Ensemble

A Space to Reflect

ADAM J SACKS was at the Hong Kong Philharmonic Orchestra's season opener for music by Copland, Beethoven, Doming Lam and Richard Strauss

 

The Season Opener of the Hong Kong Philharmonic on 9 and 10 October 2020 was a remarkable model for a path forward for classical performance in the era of COVID. Temperature checks upon arrival with Masks de rigeur throughout, and each row had sections of seats blocked off to maintain adequate social distance. As if underscoring the shared nature of this predicament, orchestra members themselves spread out in the balcony while performing the opening piece, Copland's war-time era Fanfare for the Common Man. While one might shy away from analogies to battle and combat, the work impressively filled the potential of a tribute to the front-line health care professionals that have taken the brunt of this perplexing ongoing pandemic. Applying a classic work from the repertoire for such a contemporary purpose further underlies the importance of public performance which offers a space to reflect, pay tribute and even mourn those now absent.

With music director Jaap van Zweden still undergoing compulsory quarantine, Lio Kuokman, the first Chinese individual to hold his current position of assistant conductor with the Philadelphia Orchestra, filled in admirably, serving simultaneously as both conductor and pianist for Beethoven's Triple Concerto. Acting as a kind of referee between the dueling violin (Jing Wang) and cello (Richard Bamping) of that piece, he conducted with gymnastic aplomb, rising and falling back to the piano bench, like an inflated exercise balance ball.

The finale of the night, Richard Strauss' Der Rosenkavalier Suite, concluded the festivities on a discordant if not surreal note of delirious and boisterious maudlin fantasy world, strangely in tune with the strange nature of the concert precautions and a new reality of the everyday outside.

Yet the most memorable offering of the evening by far was the rendering of Doming Lam's Thanksgiving to Joe-Kwan, the Kitchen God, the applause for which was greeted by the composer himself, helped to the stage in a wheelchair with all of his ninety-four years.

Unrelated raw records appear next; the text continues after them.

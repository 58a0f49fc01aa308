//! TTL'd caching for read queries
//!
//! Worker and report reads are cached for tens of seconds and invalidated
//! immediately after any write that could change the underlying rows.

use lru::LruCache;
use std::hash::Hash;
use std::num::NonZeroUsize;
use std::sync::RwLock;
use std::time::{Duration, Instant};

/// Cached query result with its capture time
#[derive(Debug, Clone)]
struct CachedEntry<V> {
    value: V,
    cached_at: Instant,
}

impl<V> CachedEntry<V> {
    fn new(value: V) -> Self {
        Self {
            value,
            cached_at: Instant::now(),
        }
    }

    /// Check if this entry is still valid given TTL
    fn is_valid(&self, ttl: Duration) -> bool {
        self.cached_at.elapsed() < ttl
    }
}

/// LRU cache of query results keyed by query identity, with per-entry TTL
pub struct QueryCache<K: Hash + Eq, V: Clone> {
    cache: RwLock<LruCache<K, CachedEntry<V>>>,
    ttl: Duration,
}

impl<K: Hash + Eq, V: Clone> QueryCache<K, V> {
    pub fn new(capacity: usize, ttl: Duration) -> Self {
        let capacity = NonZeroUsize::new(capacity.max(1)).expect("non-zero capacity");
        Self {
            cache: RwLock::new(LruCache::new(capacity)),
            ttl,
        }
    }

    /// Get a cached result if present and not expired
    pub fn get(&self, key: &K) -> Option<V> {
        let mut cache = self.cache.write().ok()?;
        match cache.get(key) {
            Some(entry) if entry.is_valid(self.ttl) => Some(entry.value.clone()),
            Some(_) => {
                cache.pop(key);
                None
            }
            None => None,
        }
    }

    /// Cache a result
    pub fn insert(&self, key: K, value: V) {
        if let Ok(mut cache) = self.cache.write() {
            cache.put(key, CachedEntry::new(value));
        }
    }

    /// Drop every cached entry; called after writes
    pub fn clear(&self) {
        if let Ok(mut cache) = self.cache.write() {
            cache.clear();
        }
    }
}
const IMPROVEMENT: [LevelDescriptor; 4] = [
    LevelDescriptor {
        summary: "1. No identifica mejoras; estanca procesos.",
        detail: "No identifica áreas de mejora; estanca procesos.",
    },
    LevelDescriptor {
        summary: "2. Identifica mejoras puntuales; ejecución parcial.",
        detail: "Identifica mejoras puntuales; ejecución parcial.",
    },
    LevelDescriptor {
        summary: "3. Identifica y ejecuta mejoras con impacto observable.",
        detail: "Identifica y ejecuta mejoras con impacto observable.",
    },
    LevelDescriptor {
        summary: "4. Mejora sistemáticamente; mide resultados y consolida estándares.",
        detail: "Mejora de manera sistemática; mide resultados; consolida estándares.",
    },
];

#[cfg(test)]
mod tests {
    use super::*;

    #[test]
    fn test_factor_order_is_stable() {
        let columns: Vec<&str> = ALL_FACTORS.iter().map(|f| f.column()).collect();
        assert_eq!(
            columns,
            vec![
                "conocimiento",
                "criterio",
                "calidad",
                "tecnica",
                "supervision",
                "capacitacion",
                "iniciativa",
                "colaboracion",
                "responsabilidad",
                "equipo",
                "relaciones",
                "mejora",
            ]
        );
    }

    #[test]
    fn test_every_factor_has_four_descriptors() {
        for factor in ALL_FACTORS {
            let descriptors = factor.descriptors();
            assert_eq!(descriptors.len(), 4);
            for (i, d) in descriptors.iter().enumerate() {
                assert!(!d.summary.is_empty());
                assert!(!d.detail.is_empty());
                // Cell summaries are numbered 1..4 in display order
                assert!(d.summary.starts_with(&format!("{}.", i + 1)), "{}", d.summary);
            }
        }
    }

    #[test]
    fn test_from_column_round_trip() {
        for factor in ALL_FACTORS {
            assert_eq!(Factor::from_column(factor.column()), Some(factor));
        }
        assert_eq!(Factor::from_column("puntaje_total"), None);
    }

    #[test]
    fn test_index_matches_order() {
        for (i, factor) in ALL_FACTORS.iter().enumerate() {
            assert_eq!(factor.index(), i);
        }
    }
}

Doming Lam (born Macau, 1926). Photo © 2009 Jian Ye
Doming Lam (born Macau, 1926). Photo © 2009 Jian Ye

A fully-realized fusion of Chinese tradition and the avant-garde, this work reflects an entirely different form and procedure beyond expectations of European music. Here the music rolls in like a thunder storm akin to a natural phenomenon where elements of melody occur only around the edges. The effect is less than a sonorous communication of a line of speech than the overwhelming of the senses. Off stage percussion, from plucking of the inside of the piano to odd pairings of flute and xylophone never truly in tandem or solo, break apart boundaries few are aware ever exist, and point the way forward to so many promising new possibilities.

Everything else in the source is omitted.